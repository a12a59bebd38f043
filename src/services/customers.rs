use crate::domain::types::CustomerId;
use crate::dto::customers::CustomerDto;
use crate::forms::customers::CustomerFilterPayload;
use crate::pagination::{DEFAULT_ITEMS_PER_PAGE, Paginated};
use crate::repository::{CustomerListQuery, CustomerReader, CustomerWriter};

use super::{ServiceError, ServiceResult};

/// Core business logic for rendering the customers page.
pub fn show_customers<R>(
    filter: &CustomerFilterPayload,
    repo: &R,
) -> ServiceResult<Paginated<CustomerDto>>
where
    R: CustomerReader,
{
    let mut query = CustomerListQuery::default().paginate(filter.page, DEFAULT_ITEMS_PER_PAGE);
    if let Some(keyword) = &filter.keyword {
        query = query.keyword(keyword.clone());
    }
    if let Some(status) = filter.status {
        query = query.status(status);
    }

    let (total, items) = match repo.list_customers(query) {
        Ok(listing) => listing,
        Err(e) => {
            log::error!("Failed to list customers: {e}");
            return Err(ServiceError::Internal);
        }
    };

    let rows = items.into_iter().map(CustomerDto::from).collect();
    Ok(Paginated::from_total(
        rows,
        filter.page,
        DEFAULT_ITEMS_PER_PAGE,
        total,
    ))
}

pub fn get_customer<R>(customer_id: i32, repo: &R) -> ServiceResult<CustomerDto>
where
    R: CustomerReader,
{
    let id = valid_id(customer_id)?;
    match repo.get_customer_by_id(id) {
        Ok(Some(customer)) => Ok(CustomerDto::from(customer)),
        Ok(None) => Err(ServiceError::NotFound),
        Err(e) => {
            log::error!("Failed to get customer: {e}");
            Err(ServiceError::Internal)
        }
    }
}

pub fn block_customer<R>(customer_id: i32, repo: &R) -> ServiceResult<bool>
where
    R: CustomerReader + CustomerWriter,
{
    let id = valid_id(customer_id)?;
    ensure_customer_exists(id, repo)?;
    match repo.block_customer(id) {
        Ok(affected) => Ok(affected > 0),
        Err(e) => {
            log::error!("Failed to block customer: {e}");
            Err(ServiceError::Internal)
        }
    }
}

pub fn unblock_customer<R>(customer_id: i32, repo: &R) -> ServiceResult<bool>
where
    R: CustomerReader + CustomerWriter,
{
    let id = valid_id(customer_id)?;
    ensure_customer_exists(id, repo)?;
    match repo.unblock_customer(id) {
        Ok(affected) => Ok(affected > 0),
        Err(e) => {
            log::error!("Failed to unblock customer: {e}");
            Err(ServiceError::Internal)
        }
    }
}

fn valid_id(raw: i32) -> ServiceResult<CustomerId> {
    CustomerId::new(raw).map_err(|_| ServiceError::NotFound)
}

fn ensure_customer_exists<R>(id: CustomerId, repo: &R) -> ServiceResult<()>
where
    R: CustomerReader,
{
    match repo.get_customer_by_id(id) {
        Ok(Some(_)) => Ok(()),
        Ok(None) => Err(ServiceError::NotFound),
        Err(e) => {
            log::error!("Failed to get customer: {e}");
            Err(ServiceError::Internal)
        }
    }
}
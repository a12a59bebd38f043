//! Page windowing shared by the list screens.

use serde::Serialize;

/// Page size used by the admin tables.
pub const DEFAULT_ITEMS_PER_PAGE: usize = 10;

/// 1-based page request.
#[derive(Debug, Clone, Copy, PartialEq, Eq)]
pub struct Pagination {
    pub page: usize,
    pub per_page: usize,
}

impl Pagination {
    pub fn new(page: usize, per_page: usize) -> Self {
        Self { page, per_page }
    }

    /// Offset of the first item on this page. Page 0 is clamped to 1.
    pub fn offset(&self) -> usize {
        (self.page.max(1) - 1) * self.per_page
    }
}

/// One page of results together with the figures the table footer shows.
#[derive(Debug, Clone, Serialize, PartialEq)]
pub struct Paginated<T> {
    pub items: Vec<T>,
    pub page: usize,
    /// Total page count.
    pub pages: usize,
    /// Total matching items across all pages.
    pub total: usize,
}

impl<T> Paginated<T> {
    pub fn new(items: Vec<T>, page: usize, pages: usize, total: usize) -> Self {
        Self {
            items,
            page,
            pages,
            total,
        }
    }

    /// Wraps a full page slice computed from a total count and a page size.
    pub fn from_total(items: Vec<T>, page: usize, per_page: usize, total: usize) -> Self {
        Self::new(items, page.max(1), total.div_ceil(per_page.max(1)), total)
    }
}
//! Category forest construction, traversal and cascading selection.
//!
//! Categories arrive from the backend as a flat list in which each record
//! optionally names its parent (by raw id or as an embedded object). This
//! module rebuilds the forest once per editing session: an arena over the
//! input slice plus a parent-indexed adjacency map, so child lookups do not
//! re-scan the flat list.

use std::collections::{HashMap, HashSet};

use crate::domain::category::Category;
use crate::domain::types::CategoryId;

/// One rendered row of the category checkbox tree: a pre-order visit of a
/// node at a given indentation depth.
#[derive(Debug, Clone, PartialEq)]
pub struct TreeRow<'a> {
    pub category: &'a Category,
    /// 0 for roots, +1 per nesting level.
    pub depth: usize,
    pub checked: bool,
}

/// Flat category list indexed for tree traversal.
///
/// Borrows the input slice for the lifetime of one render cycle; callers
/// rebuild it whenever the list changes, which is cheap relative to the
/// fetch that produced the list.
#[derive(Debug)]
pub struct CategoryForest<'a> {
    arena: &'a [Category],
    /// Parent id to indices of its children, in input order.
    children: HashMap<CategoryId, Vec<usize>>,
    /// Indices of records with no parent reference at all, in input order.
    ///
    /// A record whose parent reference does not resolve to any input id is
    /// deliberately NOT promoted to root here; it stays unreachable. That
    /// matches the console's current behavior and is pinned by tests until
    /// the product owner decides otherwise.
    roots: Vec<usize>,
}

impl<'a> CategoryForest<'a> {
    pub fn new(categories: &'a [Category]) -> Self {
        let mut children: HashMap<CategoryId, Vec<usize>> = HashMap::new();
        let mut roots = Vec::new();

        for (idx, category) in categories.iter().enumerate() {
            if category.is_root() {
                roots.push(idx);
            }
            for parent_id in category.parent_refs() {
                children.entry(parent_id).or_default().push(idx);
            }
        }

        Self {
            arena: categories,
            children,
            roots,
        }
    }

    /// Root categories in input order.
    pub fn roots(&self) -> impl Iterator<Item = &'a Category> + '_ {
        self.roots.iter().map(|&idx| &self.arena[idx])
    }

    /// Direct children of `parent_id`, in the same relative order as the
    /// input list.
    pub fn children_of(&self, parent_id: CategoryId) -> impl Iterator<Item = &'a Category> + '_ {
        self.children
            .get(&parent_id)
            .into_iter()
            .flatten()
            .map(|&idx| &self.arena[idx])
    }

    /// Every id reachable below `id` through child links, depth-first, no
    /// duplicates.
    ///
    /// Ids already seen on the way down are not entered again, so malformed
    /// input with a parent cycle terminates instead of recursing forever.
    pub fn descendants_of(&self, id: CategoryId) -> Vec<CategoryId> {
        let mut seen = HashSet::from([id]);
        let mut out = Vec::new();
        self.collect_descendants(id, &mut seen, &mut out);
        out
    }

    fn collect_descendants(
        &self,
        id: CategoryId,
        seen: &mut HashSet<CategoryId>,
        out: &mut Vec<CategoryId>,
    ) {
        for child in self.children_of(id) {
            if !seen.insert(child.id) {
                continue;
            }
            out.push(child.id);
            self.collect_descendants(child.id, seen, out);
        }
    }

    /// Depth-first pre-order walk over the whole forest, one row per
    /// rendered checkbox. Recomputed in full on every selection or data
    /// change; the sequence is finite even for malformed input.
    pub fn rows(&self, selection: &CategorySelection) -> Vec<TreeRow<'a>> {
        let mut seen = HashSet::new();
        let mut rows = Vec::new();
        for &idx in &self.roots {
            self.push_rows(&self.arena[idx], 0, selection, &mut seen, &mut rows);
        }
        rows
    }

    fn push_rows(
        &self,
        category: &'a Category,
        depth: usize,
        selection: &CategorySelection,
        seen: &mut HashSet<CategoryId>,
        rows: &mut Vec<TreeRow<'a>>,
    ) {
        if !seen.insert(category.id) {
            return;
        }
        rows.push(TreeRow {
            category,
            depth,
            checked: selection.contains(category.id),
        });
        for child in self.children_of(category.id) {
            self.push_rows(child, depth + 1, selection, seen, rows);
        }
    }
}

/// Set of category ids currently marked for association with the product
/// being created or edited.
///
/// Owned by the editing session and mutated only through [`Self::toggle`];
/// discarded on save or cancel.
#[derive(Debug, Clone, Default, PartialEq, Eq)]
pub struct CategorySelection {
    selected: HashSet<CategoryId>,
}

impl CategorySelection {
    pub fn new() -> Self {
        Self::default()
    }

    /// Seeds the selection from a product's existing category associations,
    /// deduplicating repeated ids.
    pub fn from_ids<I>(ids: I) -> Self
    where
        I: IntoIterator<Item = CategoryId>,
    {
        Self {
            selected: ids.into_iter().collect(),
        }
    }

    pub fn contains(&self, id: CategoryId) -> bool {
        self.selected.contains(&id)
    }

    pub fn is_empty(&self) -> bool {
        self.selected.is_empty()
    }

    pub fn len(&self) -> usize {
        self.selected.len()
    }

    /// Selected ids in ascending order, ready for a save payload.
    pub fn ids(&self) -> Vec<CategoryId> {
        let mut ids: Vec<CategoryId> = self.selected.iter().copied().collect();
        ids.sort_unstable();
        ids
    }

    /// Cascading toggle of `target` and its entire descendant subtree.
    ///
    /// The whole group follows the target's current state: target selected
    /// means the group is removed, target unselected means the group is
    /// added. A partially-selected subtree is not tri-state; only the
    /// target decides the direction.
    pub fn toggle(&mut self, target: CategoryId, forest: &CategoryForest<'_>) {
        let mut group = forest.descendants_of(target);
        group.push(target);

        if self.selected.contains(&target) {
            for id in &group {
                self.selected.remove(id);
            }
        } else {
            self.selected.extend(group);
        }
    }
}

#[cfg(test)]
mod tests {
    use super::*;
    use crate::domain::category::ParentCategory;
    use crate::domain::types::CategoryName;
    use chrono::DateTime;

    fn category(id: i32, parent_id: Option<i32>) -> Category {
        let ts = DateTime::from_timestamp(0, 0).unwrap().naive_utc();
        Category {
            id: CategoryId::new(id).unwrap(),
            name: CategoryName::new(format!("Category {id}")).unwrap(),
            description: None,
            parent_id: parent_id.map(|p| CategoryId::new(p).unwrap()),
            parent: None,
            created_at: ts,
            updated_at: ts,
            deleted_at: None,
        }
    }

    fn id(value: i32) -> CategoryId {
        CategoryId::new(value).unwrap()
    }

    #[test]
    fn flat_list_renders_every_node_at_depth_zero() {
        let list = vec![category(1, None), category(2, None), category(3, None)];
        let forest = CategoryForest::new(&list);

        let rows = forest.rows(&CategorySelection::new());
        assert_eq!(rows.len(), list.len());
        assert!(rows.iter().all(|row| row.depth == 0));
        assert!(rows.iter().all(|row| !row.checked));
    }

    #[test]
    fn children_keep_input_order() {
        // Children of 1 appear interleaved with other nodes; relative order
        // must survive.
        let list = vec![
            category(1, None),
            category(5, Some(1)),
            category(2, None),
            category(3, Some(1)),
            category(4, Some(2)),
        ];
        let forest = CategoryForest::new(&list);

        let children: Vec<i32> = forest.children_of(id(1)).map(|c| c.id.get()).collect();
        assert_eq!(children, vec![5, 3]);
    }

    #[test]
    fn embedded_parent_object_counts_as_parent_reference() {
        let mut child = category(2, None);
        child.parent = Some(ParentCategory {
            id: id(1),
            name: None,
        });
        let list = vec![category(1, None), child];
        let forest = CategoryForest::new(&list);

        let children: Vec<CategoryId> = forest.children_of(id(1)).map(|c| c.id).collect();
        assert_eq!(children, vec![id(2)]);
        assert_eq!(forest.roots().count(), 1);
    }

    #[test]
    fn toggling_twice_restores_the_selection() {
        let list = vec![category(1, None), category(2, Some(1)), category(3, Some(2))];
        let forest = CategoryForest::new(&list);

        let mut selection = CategorySelection::from_ids([id(3)]);
        let before = selection.clone();
        selection.toggle(id(1), &forest);
        selection.toggle(id(1), &forest);
        assert_eq!(selection, before);
    }

    #[test]
    fn selecting_adds_whole_group_and_deselecting_removes_it() {
        let list = vec![
            category(1, None),
            category(2, Some(1)),
            category(3, Some(2)),
            category(4, None),
        ];
        let forest = CategoryForest::new(&list);
        let mut selection = CategorySelection::new();

        selection.toggle(id(1), &forest);
        assert_eq!(selection.ids(), vec![id(1), id(2), id(3)]);

        // Deselect removes every group member even if some were selected
        // individually before.
        selection.toggle(id(1), &forest);
        assert!(selection.is_empty());
    }

    #[test]
    fn toggling_a_leaf_changes_exactly_one_element() {
        let list = vec![category(1, None), category(2, Some(1))];
        let forest = CategoryForest::new(&list);
        let mut selection = CategorySelection::new();

        selection.toggle(id(2), &forest);
        assert_eq!(selection.len(), 1);
        assert!(selection.contains(id(2)));
    }

    #[test]
    fn deselecting_a_middle_node_keeps_the_untoggled_root() {
        // R -> C -> G; selecting R grabs all three, deselecting C removes
        // C's group only, and R stays because R was not the target.
        let list = vec![category(1, None), category(2, Some(1)), category(3, Some(2))];
        let forest = CategoryForest::new(&list);
        let mut selection = CategorySelection::new();

        selection.toggle(id(1), &forest);
        assert_eq!(selection.ids(), vec![id(1), id(2), id(3)]);

        selection.toggle(id(2), &forest);
        assert_eq!(selection.ids(), vec![id(1)]);
    }

    #[test]
    fn partially_selected_subtree_selects_everything() {
        let list = vec![category(1, None), category(2, Some(1)), category(3, Some(1))];
        let forest = CategoryForest::new(&list);

        // 2 is already selected, but the target 1 is not, so the toggle
        // selects the full group rather than flipping per node.
        let mut selection = CategorySelection::from_ids([id(2)]);
        selection.toggle(id(1), &forest);
        assert_eq!(selection.ids(), vec![id(1), id(2), id(3)]);
    }

    #[test]
    fn dangling_parent_reference_is_neither_root_nor_rendered() {
        // Current behavior, kept on purpose: a node pointing at a parent id
        // that is not in the list is not reclassified as a root, so it never
        // shows up in the rendered tree.
        let list = vec![category(1, None), category(2, Some(99))];
        let forest = CategoryForest::new(&list);

        let rows = forest.rows(&CategorySelection::new());
        assert_eq!(rows.len(), 1);
        assert_eq!(rows[0].category.id, id(1));
        assert_eq!(forest.roots().count(), 1);
    }

    #[test]
    fn parent_cycle_yields_finite_descendants() {
        let list = vec![category(1, Some(2)), category(2, Some(1))];
        let forest = CategoryForest::new(&list);

        let descendants = forest.descendants_of(id(1));
        assert_eq!(descendants, vec![id(2)]);
    }

    #[test]
    fn self_reference_yields_no_descendants() {
        let list = vec![category(1, Some(1))];
        let forest = CategoryForest::new(&list);

        assert!(forest.descendants_of(id(1)).is_empty());
    }

    #[test]
    fn rows_reflect_selection_and_nesting() {
        let list = vec![
            category(1, None),
            category(2, Some(1)),
            category(3, Some(2)),
            category(4, None),
        ];
        let forest = CategoryForest::new(&list);
        let selection = CategorySelection::from_ids([id(2), id(3)]);

        let rows = forest.rows(&selection);
        let shape: Vec<(i32, usize, bool)> = rows
            .iter()
            .map(|row| (row.category.id.get(), row.depth, row.checked))
            .collect();
        assert_eq!(
            shape,
            vec![(1, 0, false), (2, 1, true), (3, 2, true), (4, 0, false)]
        );
    }

    #[test]
    fn duplicate_seed_ids_collapse() {
        let selection = CategorySelection::from_ids([id(2), id(2), id(5)]);
        assert_eq!(selection.len(), 2);
    }

    #[test]
    fn diamond_parentage_lists_descendants_once() {
        // 4 hangs under both 2 and 3 via the two reference forms.
        let mut diamond = category(4, Some(2));
        diamond.parent = Some(ParentCategory {
            id: id(3),
            name: None,
        });
        let list = vec![
            category(1, None),
            category(2, Some(1)),
            category(3, Some(1)),
            diamond,
        ];
        let forest = CategoryForest::new(&list);

        let descendants = forest.descendants_of(id(1));
        assert_eq!(descendants.len(), 3);

        let rows = forest.rows(&CategorySelection::new());
        assert_eq!(rows.len(), 4);
    }
}
//! View models handed to the presentation layer, serialized in the
//! backend's camelCase dialect.

pub mod categories;
pub mod customers;
pub mod products;
//! Error taxonomy shared by every repository implementation.

use thiserror::Error;

/// Failures surfaced by the data boundary, whether the concrete
/// implementation talks to a remote backend or to in-memory state.
#[derive(Debug, Error)]
pub enum RepositoryError {
    #[error("entity not found")]
    NotFound,
    /// A uniqueness rule was violated, e.g. a duplicate product SKU.
    #[error("conflict: {0}")]
    Conflict(String),
    #[error("validation error: {0}")]
    ValidationError(String),
    /// Transport or storage failure reported by the backing collaborator.
    #[error("backend error: {0}")]
    Backend(String),
}

pub type RepositoryResult<T> = Result<T, RepositoryError>;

━━━━━━━━━━━━━━━━━━━━

Calculate the number of lines above that include the word "HashSet", giving that number by itself.

= Answer for the task =
6